New study data on intranasal varenicline for dry eye noted a high discontinuation rate despite a small sample size of patients with follow-up data. However, patients who remained on the medication did report some subjective and clinical improvement, along with decreased usage of prescription medications. The data was presented at the ASCRS Annual Meeting 2023.

In this retrospective, consecutive case series, conducted at a single ophthalmology practice, baseline data including demographic information, baseline dry eye questionnaire (SPEED) scores, and clinical ocular surface disease evaluation were collected.

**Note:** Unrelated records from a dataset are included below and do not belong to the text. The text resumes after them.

//! Directory mapping
//!
//! Recursively turns a directory into a Package node. Sub-directories are
//! mapped first, then every parseable file becomes a Module. Directories
//! that contribute nothing are pruned, so a returned Package always has at
//! least one child.
//!
//! Failures on single entries (unreadable directories, files that do not
//! parse, symlink cycles) are recorded and skipped. Only cancellation ends
//! a run early.

use std::fs;
use std::path::{Path, PathBuf};
use std::time::Duration;

use dashmap::DashSet;
use glob::Pattern;
use parking_lot::Mutex;
use rayon::prelude::*;
use tracing::{debug, warn};

use crate::core::cancel::CancellationToken;
use crate::error::{GraphError, Result, ResultExt};
use crate::models::config::Settings;
use crate::models::node::Node;
use crate::parsers::python::PythonParser;

/// Maps directories to Package nodes
pub struct DirectoryMapper {
    settings: Settings,
    exclude_patterns: Vec<Pattern>,
    parser: PythonParser,
    visited: DashSet<PathBuf>,
    errors: Mutex<Vec<(PathBuf, GraphError)>>,
    token: CancellationToken,
}

impl DirectoryMapper {
    /// Create a mapper; fails if an exclude pattern does not compile
    pub fn new(settings: Settings) -> Result<Self> {
        let exclude_patterns = compile_exclude_patterns(&settings.exclude_patterns)?;
        let token = match settings.timeout_secs {
            Some(secs) => CancellationToken::with_timeout(Duration::from_secs(secs)),
            None => CancellationToken::new(),
        };

        Ok(Self {
            settings,
            exclude_patterns,
            parser: PythonParser::new()?,
            visited: DashSet::new(),
            errors: Mutex::new(Vec::new()),
            token,
        })
    }

    /// Replace the cancellation token
    pub fn with_cancellation(mut self, token: CancellationToken) -> Self {
        self.token = token;
        self
    }

    pub fn settings(&self) -> &Settings {
        &self.settings
    }

    /// Handle to this mapper's cancellation token
    pub fn cancellation_token(&self) -> CancellationToken {
        self.token.clone()
    }

    /// Map `dir` into a Package node, or `None` if nothing under it is mappable
    pub fn map_directory(&self, dir: &Path) -> Result<Option<Node>> {
        self.visited.clear();

        if !self.settings.parallel {
            return self.map_dir(dir, dir, 0);
        }

        let threads = self.settings.threads.unwrap_or_else(num_cpus::get);
        let pool = rayon::ThreadPoolBuilder::new()
            .num_threads(threads)
            .build()
            .with_context(|| "Failed to start mapping thread pool")?;

        pool.install(|| self.map_dir(dir, dir, 0))
    }

    /// Parse one source file into a Module node.
    ///
    /// Read and parse failures are recorded and yield `None`.
    pub fn map_module(&self, path: &Path) -> Result<Option<Node>> {
        self.token.check()?;

        match self.parser.parse_file(path) {
            Ok(analysis) => Ok(Some(analysis.into_node())),
            Err(err) => {
                self.record(path, err);
                Ok(None)
            }
        }
    }

    /// Diagnostics recorded so far, as path and message pairs
    pub fn errors(&self) -> Vec<(PathBuf, String)> {
        self.errors
            .lock()
            .iter()
            .map(|(path, err)| (path.clone(), err.user_message()))
            .collect()
    }

    /// Take ownership of the recorded diagnostics, leaving none behind
    pub fn take_errors(&self) -> Vec<(PathBuf, GraphError)> {
        std::mem::take(&mut *self.errors.lock())
    }

    /// Check if a path matches any exclude pattern, by name or root-relative path
    pub fn is_excluded(&self, root: &Path, path: &Path) -> bool {
        let name = path
            .file_name()
            .map(|name| name.to_string_lossy())
            .unwrap_or_default();
        let relative = path.strip_prefix(root).unwrap_or(path).to_string_lossy();

        self.exclude_patterns
            .iter()
            .any(|pattern| pattern.matches(&name) || pattern.matches(&relative))
    }

    fn map_dir(&self, root: &Path, dir: &Path, depth: usize) -> Result<Option<Node>> {
        self.token.check()?;

        if let Some(max_depth) = self.settings.max_depth {
            if depth > max_depth {
                debug!(path = %dir.display(), depth, "beyond max depth, skipping");
                return Ok(None);
            }
        }

        let canonical = match fs::canonicalize(dir).with_file_context(dir) {
            Ok(canonical) => canonical,
            Err(err) => {
                self.record(dir, err);
                return Ok(None);
            }
        };
        if !self.visited.insert(canonical.clone()) {
            self.record(dir, GraphError::symlink_cycle(dir, canonical));
            return Ok(None);
        }

        let (dirs, files) = match self.partition_entries(root, dir) {
            Some(entries) => entries,
            None => return Ok(None),
        };
        if dirs.is_empty() && files.is_empty() {
            debug!(path = %dir.display(), "nothing to map");
            return Ok(None);
        }

        let name = dir
            .file_name()
            .or_else(|| canonical.file_name())
            .map(|name| name.to_string_lossy().into_owned())
            .unwrap_or_default();
        let mut package = Node::package(name, dir);

        let (sub_packages, modules) = if self.settings.parallel {
            let sub_packages = dirs
                .par_iter()
                .map(|sub| self.map_dir(root, sub, depth + 1))
                .collect::<Result<Vec<_>>>()?;
            let modules = files
                .par_iter()
                .map(|file| self.map_module(file))
                .collect::<Result<Vec<_>>>()?;
            (sub_packages, modules)
        } else {
            let sub_packages = dirs
                .iter()
                .map(|sub| self.map_dir(root, sub, depth + 1))
                .collect::<Result<Vec<_>>>()?;
            let modules = files
                .iter()
                .map(|file| self.map_module(file))
                .collect::<Result<Vec<_>>>()?;
            (sub_packages, modules)
        };

        for child in sub_packages.into_iter().chain(modules).flatten() {
            package.add_child(child);
        }

        if package.is_childless() {
            debug!(path = %dir.display(), "no mappable content, pruning");
            return Ok(None);
        }

        debug!(path = %dir.display(), children = package.child_count(), "mapped package");
        Ok(Some(package))
    }

    /// Split the entries of `dir` into sub-directories and parseable files,
    /// both sorted by name. `None` if the directory cannot be read.
    fn partition_entries(&self, root: &Path, dir: &Path) -> Option<(Vec<PathBuf>, Vec<PathBuf>)> {
        let entries = match fs::read_dir(dir).with_file_context(dir) {
            Ok(entries) => entries,
            Err(err) => {
                self.record(dir, err);
                return None;
            }
        };

        let mut paths = Vec::new();
        for entry in entries {
            match entry {
                Ok(entry) => paths.push(entry.path()),
                Err(err) => self.record(dir, GraphError::io_error(err)),
            }
        }
        paths.sort_by(|a, b| a.file_name().cmp(&b.file_name()));

        let mut dirs = Vec::new();
        let mut files = Vec::new();

        for path in paths {
            if self.is_excluded(root, &path) {
                debug!(path = %path.display(), "excluded");
                continue;
            }

            let link_metadata = match fs::symlink_metadata(&path).with_file_context(&path) {
                Ok(metadata) => metadata,
                Err(err) => {
                    self.record(&path, err);
                    continue;
                }
            };

            let metadata = if link_metadata.file_type().is_symlink() {
                if !self.settings.follow_links {
                    self.record(&path, GraphError::symlink_skipped(&path));
                    continue;
                }
                match fs::metadata(&path).with_file_context(&path) {
                    Ok(metadata) => metadata,
                    Err(err) => {
                        self.record(&path, err);
                        continue;
                    }
                }
            } else {
                link_metadata
            };

            if metadata.is_dir() {
                dirs.push(path);
            } else if metadata.is_file() && self.is_source_file(&path) {
                files.push(path);
            }
        }

        Some((dirs, files))
    }

    fn is_source_file(&self, path: &Path) -> bool {
        path.extension()
            .map(|ext| ext.to_string_lossy())
            .is_some_and(|ext| self.settings.source_extensions.iter().any(|e| *e == ext))
    }

    fn record(&self, path: &Path, err: GraphError) {
        warn!(path = %path.display(), "{}", err.user_message());
        self.errors.lock().push((path.to_path_buf(), err));
    }
}

/// Compile exclude patterns into glob patterns
fn compile_exclude_patterns(patterns: &[String]) -> Result<Vec<Pattern>> {
    patterns
        .iter()
        .map(|pattern| Pattern::new(pattern).map_err(GraphError::from))
        .collect()
}
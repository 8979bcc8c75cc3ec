use std::path::PathBuf;
use tempfile::tempdir;
use pysourcegraph::{
    config::{ConfigBuilder, FileConfig, SettingsValidator},
    error::{GraphError, Result},
    models::config::{OutputFormat, PartialSettings, Settings},
};

#[test]
fn test_default_settings() {
    let settings = Settings::default();

    assert_eq!(settings.scan_path, PathBuf::from("."));
    assert_eq!(settings.source_extensions, vec!["py".to_string()]);
    assert!(settings.marker_files.contains(&"__init__.py".to_string()));
    assert!(settings.marker_files.contains(&"setup.py".to_string()));
    for excluded in [".git", "__pycache__", ".venv", "venv", ".tox", "build", "*.egg-info"] {
        assert!(
            settings.exclude_patterns.iter().any(|p| p == excluded),
            "{} is not excluded by default",
            excluded
        );
    }
    assert_eq!(settings.max_depth, None);
    assert!(!settings.follow_links);
    assert!(!settings.parallel);
    assert_eq!(settings.output_format, OutputFormat::Text);
    assert_eq!(settings.output_file, None);
}

#[test]
fn test_output_format_from_str() {
    assert_eq!("JSON".parse::<OutputFormat>(), Ok(OutputFormat::Json));
    assert_eq!("dot".parse::<OutputFormat>(), Ok(OutputFormat::Dot));
    assert!("yaml".parse::<OutputFormat>().is_err());
    assert_eq!(OutputFormat::Text.to_string(), "text");
}

#[test]
fn test_later_sources_override_earlier_ones() -> Result<()> {
    let temp_dir = tempdir()?;
    let config_path = temp_dir.path().join("config.toml");
    std::fs::write(
        &config_path,
        "max_depth = 2\nexclude_patterns = [\"venv\"]\noutput_format = \"json\"\n",
    )?;

    let settings = ConfigBuilder::new()
        .add_config_file(&config_path)?
        .merge(PartialSettings {
            scan_path: Some(temp_dir.path().to_path_buf()),
            max_depth: Some(9),
            ..Default::default()
        })
        .build()?;

    assert_eq!(settings.max_depth, Some(9));
    assert_eq!(settings.exclude_patterns, vec!["venv".to_string()]);
    assert_eq!(settings.output_format, OutputFormat::Json);
    Ok(())
}

#[test]
fn test_builder_from_missing_file() {
    let result = ConfigBuilder::new().add_config_file(std::path::Path::new("/nonexistent/psg.toml"));
    assert!(matches!(result, Err(GraphError::ConfigNotFound { .. })));
}

#[test]
fn test_load_from_unavailable_source_is_noop() -> Result<()> {
    let temp_dir = tempdir()?;
    let settings = ConfigBuilder::new()
        .load_from(&FileConfig::with_path(temp_dir.path().join("absent.toml")))?
        .merge(PartialSettings {
            scan_path: Some(temp_dir.path().to_path_buf()),
            ..Default::default()
        })
        .build()?;

    assert_eq!(settings, Settings::for_path(temp_dir.path()));
    Ok(())
}

#[test]
fn test_validator_rejects_file_as_scan_path() -> Result<()> {
    let temp_dir = tempdir()?;
    let file = temp_dir.path().join("module.py");
    std::fs::write(&file, "")?;

    let err = SettingsValidator::validate(&Settings::for_path(&file)).unwrap_err();
    assert!(matches!(err, GraphError::InvalidPath { .. }));
    Ok(())
}

#[test]
fn test_validator_rejects_zero_threads() -> Result<()> {
    let temp_dir = tempdir()?;
    let mut settings = Settings::for_path(temp_dir.path());
    settings.threads = Some(0);

    assert!(matches!(
        SettingsValidator::validate(&settings),
        Err(GraphError::Config { .. })
    ));
    Ok(())
}
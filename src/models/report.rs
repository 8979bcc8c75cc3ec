//! Result of one mapping run

use std::path::PathBuf;
use std::time::Duration;

use chrono::{DateTime, Utc};
use serde::{Deserialize, Serialize};

use super::node::{Node, NodeCounts};
use crate::error::{ErrorSeverity, GraphError};

/// A non-fatal problem met while mapping
#[derive(Debug, Clone, PartialEq, Eq, Serialize, Deserialize)]
pub struct Diagnostic {
    pub path: PathBuf,
    pub message: String,
    pub severity: ErrorSeverity,
}

impl Diagnostic {
    pub fn from_error(path: PathBuf, error: &GraphError) -> Self {
        Self {
            path,
            message: error.user_message(),
            severity: error.severity(),
        }
    }
}

/// The mapped tree together with what was skipped on the way
#[derive(Debug, Clone, Serialize, Deserialize)]
pub struct MappingReport {
    pub root: PathBuf,
    pub tree: Option<Node>,
    pub diagnostics: Vec<Diagnostic>,
    pub counts: NodeCounts,
    pub scan_duration: Duration,
    pub generated_at: DateTime<Utc>,
}

impl MappingReport {
    pub fn new(root: PathBuf, tree: Option<Node>) -> Self {
        let counts = tree.as_ref().map(Node::counts).unwrap_or_default();
        Self {
            root,
            tree,
            diagnostics: Vec::new(),
            counts,
            scan_duration: Duration::ZERO,
            generated_at: Utc::now(),
        }
    }

    /// Add an error to the report
    pub fn add_error(&mut self, path: PathBuf, error: &GraphError) {
        self.diagnostics.push(Diagnostic::from_error(path, error));
    }

    pub fn set_scan_duration(&mut self, duration: Duration) {
        self.scan_duration = duration;
    }

    /// Diagnostics at warning severity
    pub fn warnings(&self) -> impl Iterator<Item = &Diagnostic> {
        self.diagnostics
            .iter()
            .filter(|d| d.severity == ErrorSeverity::Warning)
    }

    pub fn is_clean(&self) -> bool {
        self.diagnostics.is_empty()
    }
}
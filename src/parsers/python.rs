//! Python source parsing backed by tree-sitter

use std::fs;
use std::path::{Path, PathBuf};

use parking_lot::Mutex;
use tracing::debug;
use tree_sitter::{Language, Parser, Tree};

use super::declarations::{extract_declarations, Declaration};
use super::docstring::docstring_of;
use super::syntax_check::first_syntax_issue;
use crate::error::{GraphError, Result};
use crate::models::node::Node;

const BYTE_ORDER_MARK: char = '\u{feff}';

/// Pool of reusable parsers for concurrent parsing
pub struct ParserPool {
    language: Language,
    parsers: Mutex<Vec<Parser>>,
}

impl ParserPool {
    /// Create a pool pre-filled with `size` Python parsers
    pub fn new(size: usize) -> Result<Self> {
        let language: Language = tree_sitter_python::LANGUAGE.into();
        let mut parsers = Vec::with_capacity(size);
        for _ in 0..size {
            parsers.push(new_parser(&language)?);
        }
        Ok(Self {
            language,
            parsers: Mutex::new(parsers),
        })
    }

    /// Take a parser from the pool, creating one if the pool is drained
    pub fn take(&self) -> Result<Parser> {
        match self.parsers.lock().pop() {
            Some(parser) => Ok(parser),
            None => new_parser(&self.language),
        }
    }

    /// Return a parser to the pool
    pub fn return_parser(&self, mut parser: Parser) {
        parser.reset();
        self.parsers.lock().push(parser);
    }

    /// Number of idle parsers
    pub fn available(&self) -> usize {
        self.parsers.lock().len()
    }
}

fn new_parser(language: &Language) -> Result<Parser> {
    let mut parser = Parser::new();
    parser
        .set_language(language)
        .map_err(|e| GraphError::parser_init_error(e.to_string()))?;
    Ok(parser)
}

/// Parses Python modules and extracts their declarations
pub struct PythonParser {
    pool: ParserPool,
}

impl PythonParser {
    /// Create a parser with one pooled tree-sitter parser per CPU
    pub fn new() -> Result<Self> {
        Ok(Self {
            pool: ParserPool::new(num_cpus::get())?,
        })
    }

    /// Read and parse one module from disk
    #[tracing::instrument(level = "debug", skip_all, fields(path = %path.display()))]
    pub fn parse_file(&self, path: &Path) -> Result<ModuleAnalysis> {
        let source = fs::read_to_string(path).map_err(|e| GraphError::read_error(path, e))?;
        let source = source.strip_prefix(BYTE_ORDER_MARK).unwrap_or(&source);
        self.parse_source(path, source)
    }

    /// Parse module source text; `path` names the module and labels errors
    pub fn parse_source(&self, path: &Path, source: &str) -> Result<ModuleAnalysis> {
        let tree = self.parse_tree(path, source)?;
        let root = tree.root_node();

        if let Some(issue) = first_syntax_issue(root, source) {
            return Err(GraphError::parse_error(path, issue.to_string()));
        }

        let declarations = extract_declarations(root, source);
        debug!(count = declarations.len(), "extracted declarations");

        Ok(ModuleAnalysis {
            path: path.to_path_buf(),
            name: module_name(path),
            docstring: docstring_of(root, source),
            declarations,
        })
    }

    fn parse_tree(&self, path: &Path, source: &str) -> Result<Tree> {
        let mut parser = self.pool.take()?;
        let tree = parser.parse(source, None);
        self.pool.return_parser(parser);

        tree.ok_or_else(|| GraphError::parse_error(path, "parser produced no syntax tree"))
    }
}

/// Module name: the file name without its extension
pub fn module_name(path: &Path) -> String {
    path.file_stem()
        .map(|stem| stem.to_string_lossy().into_owned())
        .unwrap_or_default()
}

/// Everything extracted from one successfully parsed module
#[derive(Debug, Clone, PartialEq, Eq)]
pub struct ModuleAnalysis {
    pub path: PathBuf,
    pub name: String,
    pub docstring: Option<String>,
    pub declarations: Vec<Declaration>,
}

impl ModuleAnalysis {
    /// Build the module node with one child per declaration, in order
    pub fn into_node(self) -> Node {
        let mut module = Node::module(self.name, self.docstring, self.path);
        for declaration in self.declarations {
            module.add_child(declaration.into_node());
        }
        module
    }
}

Outcome measures included change in ocular surface appearance (staining and tear volume), change in SPEED score, discontinuation rate, change in tear osmolarity, change in frequency of artificial tear use, and change in number of other prescription medication use.

Intranasal varenicline was started in 30 patients, but only 16 patients completed the study. Of the remaining 16, 10 discontinued the medication after a median of 2 weeks. The reasons for discontinuation included lack of subjective improvement, sore throat, nosebleeds, and cost. The 6 patients who remained on the medication had a median treatment duration of 42 weeks. Two of these patients reduced their use of other prescription medication, and 7 of their 12 eyes showed improved corneal staining. No patients reported symptomatic worsening.
Reference
Parikh A, et al. Real-World Outcomes of Intranasal Varenicline for the Treatment of Dry Eye Disease. Presented at: ASCRS Annual Meeting 2023.